Credit:  Bloomberg | Posted Feb. 21, 2019 | news.bloombergenvironment.com ~~

A federal mandate for states to obtain a set portion of electricity from renewable energy is a forgotten aspect of climate change policies, but some Democrats say it belongs back on the table.

These Democrats are uneasy with the lofty goals set out in the Green New Deal resolution backed by Rep. Alexandria Ocasio-Cortez (D-N.Y.) that calls for a 10-year “mobilization” to meet 100 percent of U.S. power demands with “clean, renewable, and zero-emission sources.” They say a more modest target is achievable.

Sen. Tom Udall (D-N.M.), who along with a half-dozen other Democrats has backed legislation directing utilities to get about 30 percent of electricity from renewable sources by 2030, “is working on an updated standard to be introduced this Congress,” Udall spokesman Ned Adriance said in an email.

In the House, Rep. Peter Welch (D-Vt.), a senior Democrat on the House Energy and Commerce Committee, also told Bloomberg Environment that he plans to roll out legislation in the coming months requiring utilities to meet a federal goal for drawing from solar, wind, geothermal, and other renewable energy sources.

Under Welch’s 2017 American Renewable Energy and Efficiency Act (H.R. 2746), utilities would have to gradually increase their use of renewable energy to roughly one-third of their total power output over the next two decades. Welch is considering strengthening his bill’s mandate.

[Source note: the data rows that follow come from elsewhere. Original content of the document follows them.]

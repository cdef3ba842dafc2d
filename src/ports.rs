use std::time::Duration;

use time::OffsetDateTime;
use tokio::sync::watch;

use crate::types::AppDocument;

pub trait TimeProvider: Clone + Send + Sync + 'static {
    type Sleep<'a>: Future<Output = ()> + Send + 'a
    where
        Self: 'a;

    fn now(&self) -> OffsetDateTime;
    fn sleep<'a>(&'a self, duration: Duration) -> Self::Sleep<'a>;
}

/// The shared document lives behind this port. Writes always replace the
/// whole document; subscribers receive every new version, including the
/// echo of their own writes.
pub trait DocumentStore: Clone + Send + Sync + 'static {
    type Error: std::fmt::Display + Send + Sync + 'static;

    fn write_all(&self, document: &AppDocument) -> Result<(), Self::Error>;
    fn subscribe(&self) -> watch::Receiver<AppDocument>;
}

“Probably my bias is toward making it more ambitious,” he said. “Our goal in drafting this is to do something that would have a measurable impact on emissions.”

Republicans Disfavor Top-Down Policy

Congressional efforts to force states to get a base level of electricity from wind, solar, and other clean energy appeared to gain momentum during the George W. Bush administration.

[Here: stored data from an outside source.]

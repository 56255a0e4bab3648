//! Page identifiers.
//!
//! A page is addressed by the menu it lives under and its submenu, joined
//! with a single `/` (e.g. `about/welcome`).

use crate::ValidationError;
use serde::{Deserialize, Serialize};
use std::fmt;
use std::str::FromStr;

/// Identifier of a generated page, always exactly two non-empty segments,
/// neither of them `.` or `..`.
#[derive(Debug, Clone, PartialEq, Eq, Hash, PartialOrd, Ord, Serialize, Deserialize)]
#[serde(try_from = "String", into = "String")]
pub struct PageId {
    raw: String,
    split: usize,
}

impl PageId {
    /// Parses and validates a page id.
    pub fn parse(s: &str) -> Result<Self, ValidationError> {
        if s.is_empty() {
            return Err(ValidationError::EmptyPageId);
        }

        let mut segments = s.split('/');
        let (Some(menu), Some(submenu), None) = (segments.next(), segments.next(), segments.next())
        else {
            return Err(ValidationError::MalformedPageId(s.to_string()));
        };
        // Dot segments would be collapsed by URL normalization on the way out.
        let is_bad = |seg: &str| seg.is_empty() || seg == "." || seg == "..";
        if is_bad(menu) || is_bad(submenu) {
            return Err(ValidationError::MalformedPageId(s.to_string()));
        }

        Ok(Self {
            raw: s.to_string(),
            split: menu.len(),
        })
    }

    /// Builds a page id from its two segments.
    pub fn from_parts(menu: &str, submenu: &str) -> Result<Self, ValidationError> {
        Self::parse(&format!("{menu}/{submenu}"))
    }

    /// The menu segment.
    #[must_use]
    pub fn menu(&self) -> &str {
        &self.raw[..self.split]
    }

    /// The submenu segment.
    #[must_use]
    pub fn submenu(&self) -> &str {
        &self.raw[self.split + 1..]
    }

    /// The full `menu/submenu` string.
    #[must_use]
    pub fn as_str(&self) -> &str {
        &self.raw
    }
}

impl fmt::Display for PageId {
    fn fmt(&self, f: &mut fmt::Formatter<'_>) -> fmt::Result {
        f.write_str(&self.raw)
    }
}

impl FromStr for PageId {
    type Err = ValidationError;

    fn from_str(s: &str) -> Result<Self, Self::Err> {
        Self::parse(s)
    }
}

impl TryFrom<String> for PageId {
    type Error = ValidationError;

    fn try_from(value: String) -> Result<Self, Self::Error> {
        Self::parse(&value)
    }
}

impl From<PageId> for String {
    fn from(id: PageId) -> Self {
        id.raw
    }
}

impl AsRef<str> for PageId {
    fn as_ref(&self) -> &str {
        &self.raw
    }
}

The House tucked such a mandate, known as a renewable electricity standard or renewable portfolio standard, into the House-passed cap-and-trade bill in 2009 directing states to get 20 percent of electricity from clean energy by 2020. The bill died in the Senate.

States have stepped into the void.

Twenty-nine states, Washington, D.C. and three territories have such standards today, according to a February report from the National Conference of State Legislatures. Most require between 10 percent and 45 percent renewable energy, but seven states and Washington, D.C., have renewable requirements of 50 percent or greater.

A decade later, states have driven much of the progress. Roughly half of all growth in U.S. renewable electricity generation and capacity since 2000 is associated with such state requirements, according to a 2018 Lawrence Berkeley National Laboratory report.

‘Don’t Want to Force States’

Congressional Republicans say such top-down requirements should be avoided and stay in states’ hands.

“You know, that’s tough for Republicans because we’re federalists, and we don’t want to force states” to adhere to a single federal standard, said Rep. John Shimkus (Ill.), the top Republican on Energy and Commerce’s Environment and Climate Change Subcommittee, told Bloomberg Environment.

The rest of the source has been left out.